* TASK
Copy out the full set of records. Keep every word the same.

* Collected data entries
::::

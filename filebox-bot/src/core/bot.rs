//! Messaging gateway abstraction.
//!
//! [`Bot`] is transport-agnostic: handlers send text, Markdown, keyboards and stored files through
//! it. [`crate::telegram::TelegramBotAdapter`] implements it with teloxide; tests use a recording mock.

use async_trait::async_trait;

use super::error::{BotError, Result};
use super::types::Chat;

/// Rows of reply-keyboard button labels.
pub type KeyboardLayout = Vec<Vec<String>>;

/// Outbound operations of the messaging gateway. `file_id` is an opaque reference previously
/// received from the transport; nothing is uploaded.
#[async_trait]
pub trait Bot: Send + Sync {
    /// Sends plain text.
    async fn send_message(&self, chat: &Chat, text: &str) -> Result<()>;
    /// Sends text that is already MarkdownV2-escaped. Link previews are disabled.
    async fn send_markdown(&self, chat: &Chat, text: &str) -> Result<()>;
    /// Sends text together with a persistent reply keyboard.
    async fn send_menu(&self, chat: &Chat, text: &str, keyboard: &KeyboardLayout) -> Result<()>;
    async fn send_document(&self, chat: &Chat, file_id: &str, caption: &str) -> Result<()>;
    async fn send_photo(&self, chat: &Chat, file_id: &str, caption: &str) -> Result<()>;
    async fn send_video(&self, chat: &Chat, file_id: &str, caption: &str) -> Result<()>;
    /// Forwards message `message_id` of `from` to chat `to_chat_id`.
    async fn forward_message(&self, to_chat_id: i64, from: &Chat, message_id: &str)
        -> Result<()>;
}

/// Parses a core message id (transport numeric string) into an i32.
pub fn parse_message_id(s: &str) -> Result<i32> {
    s.parse()
        .map_err(|_| BotError::Gateway(format!("Invalid message_id: {}", s)))
}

::::

* RESPONSE
filename filebox-bot/src/core/bot.rs
//! Messaging gateway abstraction.
//!
//! [`Bot`] is transport-agnostic: handlers send text, Markdown, keyboards and stored files through
//! it. [`crate::telegram::TelegramBotAdapter`] implements it with teloxide; tests use a recording mock.

use async_trait::async_trait;

use super::error::{BotError, Result};
use super::types::Chat;

/// Rows of reply-keyboard button labels.
pub type KeyboardLayout = Vec<Vec<String>>;

/// Outbound operations of the messaging gateway. `file_id` is an opaque reference previously
/// received from the transport; nothing is uploaded.
#[async_trait]
pub trait Bot: Send + Sync {
    /// Sends plain text.
    async fn send_message(&self, chat: &Chat, text: &str) -> Result<()>;
    /// Sends text that is already MarkdownV2-escaped. Link previews are disabled.
    async fn send_markdown(&self, chat: &Chat, text: &str) -> Result<()>;
    /// Sends text together with a persistent reply keyboard.
    async fn send_menu(&self, chat: &Chat, text: &str, keyboard: &KeyboardLayout) -> Result<()>;
    async fn send_document(&self, chat: &Chat, file_id: &str, caption: &str) -> Result<()>;
    async fn send_photo(&self, chat: &Chat, file_id: &str, caption: &str) -> Result<()>;
    async fn send_video(&self, chat: &Chat, file_id: &str, caption: &str) -> Result<()>;
    /// Forwards message `message_id` of `from` to chat `to_chat_id`.
    async fn forward_message(&self, to_chat_id: i64, from: &Chat, message_id: &str)
        -> Result<()>;
}

/// Parses a core message id (transport numeric string) into an i32.
pub fn parse_message_id(s: &str) -> Result<i32> {
    s.parse()
        .map_err(|_| BotError::Gateway(format!("Invalid message_id: {}", s)))
}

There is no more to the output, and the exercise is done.